Probably not, but it's not actually as silly as it sounds. The problem with Twitter is that they want to be like Facebook; for all the hate the latter gets, being able to share pictures with friends, organise events and groups, and so on, are things that people actually want to do and Facebook is simply one of the more recent ways they are able to do so. But a medium that consists of shouting short sentences to anyone who happens to be listening is fundamentally not useful to the vast majority of people; that's just not how most people actually interact.
What Twitter actually does do is one-to-many communication. Which is exactly the sort of thing an official government account would be useful for. Twitter can never work as a general social network in which everyone and their dog blindly shout into the void. How it could work is having relatively few accounts with useful things to say being followed by many more silent accounts who would benefit by listening - traffic alerts, the weather, football scores, stock values, earthquake alerts, and so on. There are lots of situations where one person/organisation has information that lots of other people want to know, and something like Twitter should be the perfect platform to allow that kind of interaction. You wouldn't want it as the only source of information, but that will always be true regardless of the source or medium.

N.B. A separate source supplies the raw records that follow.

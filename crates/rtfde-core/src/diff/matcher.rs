use std::collections::HashMap;
use std::hash::Hash;
use std::ops::Range;

/// Sequences at least this long get the popular-element heuristic.
const AUTOJUNK_MIN_LEN: usize = 200;

/// Classification of an [`Opcode`].
#[derive(Clone, Copy, Debug, PartialEq, Eq, Hash)]
pub enum Tag {
    /// Both slices hold the same elements.
    Equal,
    /// The `a` slice is replaced by the `b` slice.
    Replace,
    /// The `a` slice is deleted; the `b` range is empty.
    Delete,
    /// The `b` slice is inserted; the `a` range is empty.
    Insert,
}

/// One step of the edit script that turns `a` into `b`.
#[derive(Clone, Debug, PartialEq, Eq)]
pub struct Opcode {
    /// What the step does.
    pub tag: Tag,
    /// Affected slice of `a`.
    pub a: Range<usize>,
    /// Affected slice of `b`.
    pub b: Range<usize>,
}

impl Opcode {
    fn new(tag: Tag, a: Range<usize>, b: Range<usize>) -> Self {
        Self { tag, a, b }
    }
}

/// A maximal run where `a[a..a + size] == b[b..b + size]`.
#[derive(Clone, Copy, Debug, PartialEq, Eq, PartialOrd, Ord)]
pub struct Match {
    /// Start in `a`.
    pub a: usize,
    /// Start in `b`.
    pub b: usize,
    /// Length of the run.
    pub size: usize,
}

/// Ratcliff/Obershelp sequence matcher.
///
/// Finds the longest contiguous matching run, then recurses into the pieces
/// on either side of it. In sequences of 200 or more elements, elements of
/// `b` that make up more than one percent of it are not used to seed
/// matches, which keeps very repetitive inputs (blank lines, closing
/// braces) from dominating the alignment.
///
/// ```
/// # use rtfde_core::{SequenceMatcher, Tag};
/// let a = ["a", "b", "c", "d"];
/// let b = ["a", "x", "c", "d", "e"];
/// let tags: Vec<Tag> =
///     SequenceMatcher::new(&a, &b).opcodes().into_iter().map(|op| op.tag).collect();
/// assert_eq!(tags, [Tag::Equal, Tag::Replace, Tag::Equal, Tag::Insert]);
/// ```
pub struct SequenceMatcher<'a, T> {
    a: &'a [T],
    b: &'a [T],
    b2j: HashMap<&'a T, Vec<usize>>,
}

impl<'a, T> SequenceMatcher<'a, T>
where
    T: Eq + Hash,
{
    /// Indexes `b` and prepares to compare it against `a`.
    #[must_use]
    pub fn new(a: &'a [T], b: &'a [T]) -> Self {
        let mut b2j: HashMap<&'a T, Vec<usize>> = HashMap::new();
        for (j, item) in b.iter().enumerate() {
            b2j.entry(item).or_default().push(j);
        }
        if b.len() >= AUTOJUNK_MIN_LEN {
            let threshold = b.len() / 100 + 1;
            b2j.retain(|_, indices| indices.len() <= threshold);
        }
        Self { a, b, b2j }
    }

    fn find_longest_match(&self, alo: usize, ahi: usize, blo: usize, bhi: usize) -> Match {
        let mut best = Match { a: alo, b: blo, size: 0 };
        let mut run_ending_at: HashMap<usize, usize> = HashMap::new();
        for i in alo..ahi {
            let mut next_runs = HashMap::new();
            if let Some(indices) = self.b2j.get(&self.a[i]) {
                for &j in indices {
                    if j < blo {
                        continue;
                    }
                    if j >= bhi {
                        break;
                    }
                    let previous = j.checked_sub(1).and_then(|prev| run_ending_at.get(&prev));
                    let size = previous.copied().unwrap_or(0) + 1;
                    next_runs.insert(j, size);
                    if size > best.size {
                        best = Match { a: i + 1 - size, b: j + 1 - size, size };
                    }
                }
            }
            run_ending_at = next_runs;
        }

        // Popular elements never seed a match but may still extend one.
        while best.a > alo && best.b > blo && self.a[best.a - 1] == self.b[best.b - 1] {
            best.a -= 1;
            best.b -= 1;
            best.size += 1;
        }
        while best.a + best.size < ahi
            && best.b + best.size < bhi
            && self.a[best.a + best.size] == self.b[best.b + best.size]
        {
            best.size += 1;
        }
        best
    }

    /// Returns the matching runs in ascending order, adjacent runs merged,
    /// terminated by a zero-sized sentinel at `(a.len(), b.len())`.
    #[must_use]
    pub fn matching_blocks(&self) -> Vec<Match> {
        let mut queue = vec![(0, self.a.len(), 0, self.b.len())];
        let mut blocks = Vec::new();
        while let Some((alo, ahi, blo, bhi)) = queue.pop() {
            let found = self.find_longest_match(alo, ahi, blo, bhi);
            if found.size == 0 {
                continue;
            }
            blocks.push(found);
            if alo < found.a && blo < found.b {
                queue.push((alo, found.a, blo, found.b));
            }
            if found.a + found.size < ahi && found.b + found.size < bhi {
                queue.push((found.a + found.size, ahi, found.b + found.size, bhi));
            }
        }
        blocks.sort_unstable();

        let mut merged: Vec<Match> = Vec::with_capacity(blocks.len() + 1);
        for block in blocks {
            match merged.last_mut() {
                Some(last) if last.a + last.size == block.a && last.b + last.size == block.b => {
                    last.size += block.size;
                }
                _ => merged.push(block),
            }
        }
        merged.push(Match { a: self.a.len(), b: self.b.len(), size: 0 });
        merged
    }

    /// Returns the edit script turning `a` into `b`.
    #[must_use]
    pub fn opcodes(&self) -> Vec<Opcode> {
        let mut i = 0;
        let mut j = 0;
        let mut codes = Vec::new();
        for block in self.matching_blocks() {
            let tag = match (i < block.a, j < block.b) {
                (true, true) => Some(Tag::Replace),
                (true, false) => Some(Tag::Delete),
                (false, true) => Some(Tag::Insert),
                (false, false) => None,
            };
            if let Some(tag) = tag {
                codes.push(Opcode::new(tag, i..block.a, j..block.b));
            }
            i = block.a + block.size;
            j = block.b + block.size;
            if block.size > 0 {
                codes.push(Opcode::new(Tag::Equal, block.a..i, block.b..j));
            }
        }
        codes
    }

    /// Groups the edit script into hunks with up to `context` equal
    /// elements on each side of every change.
    ///
    /// Identical inputs yield no groups.
    #[must_use]
    pub fn grouped_opcodes(&self, context: usize) -> Vec<Vec<Opcode>> {
        let mut codes = self.opcodes();
        if codes.is_empty() {
            return Vec::new();
        }

        if let Some(first) = codes.first_mut() {
            if first.tag == Tag::Equal {
                first.a.start = first.a.start.max(first.a.end.saturating_sub(context));
                first.b.start = first.b.start.max(first.b.end.saturating_sub(context));
            }
        }
        if let Some(last) = codes.last_mut() {
            if last.tag == Tag::Equal {
                last.a.end = last.a.end.min(last.a.start.saturating_add(context));
                last.b.end = last.b.end.min(last.b.start.saturating_add(context));
            }
        }

        let mut groups = Vec::new();
        let mut group = Vec::new();
        for mut code in codes {
            if code.tag == Tag::Equal && code.a.len() > context.saturating_mul(2) {
                group.push(Opcode::new(
                    Tag::Equal,
                    code.a.start..code.a.end.min(code.a.start.saturating_add(context)),
                    code.b.start..code.b.end.min(code.b.start.saturating_add(context)),
                ));
                groups.push(std::mem::take(&mut group));
                code.a.start = code.a.start.max(code.a.end.saturating_sub(context));
                code.b.start = code.b.start.max(code.b.end.saturating_sub(context));
            }
            group.push(code);
        }
        if !(group.is_empty() || (group.len() == 1 && group[0].tag == Tag::Equal)) {
            groups.push(group);
        }
        groups
    }
}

So no, there's really nothing wrong with the principle of an official government Twitter account, the problem is simply that Twitter is hardly ever used in the manner which would make such accounts useful (I say hardly ever, because earthquake and tsunami alerts actually are done in some places and apparently work as intended). Indeed, Twitter's management seem to be desperately doing everything they can except make it an actually useful service - they want to be as big as Facebook or die trying, rather than simply making a useful, profitable service.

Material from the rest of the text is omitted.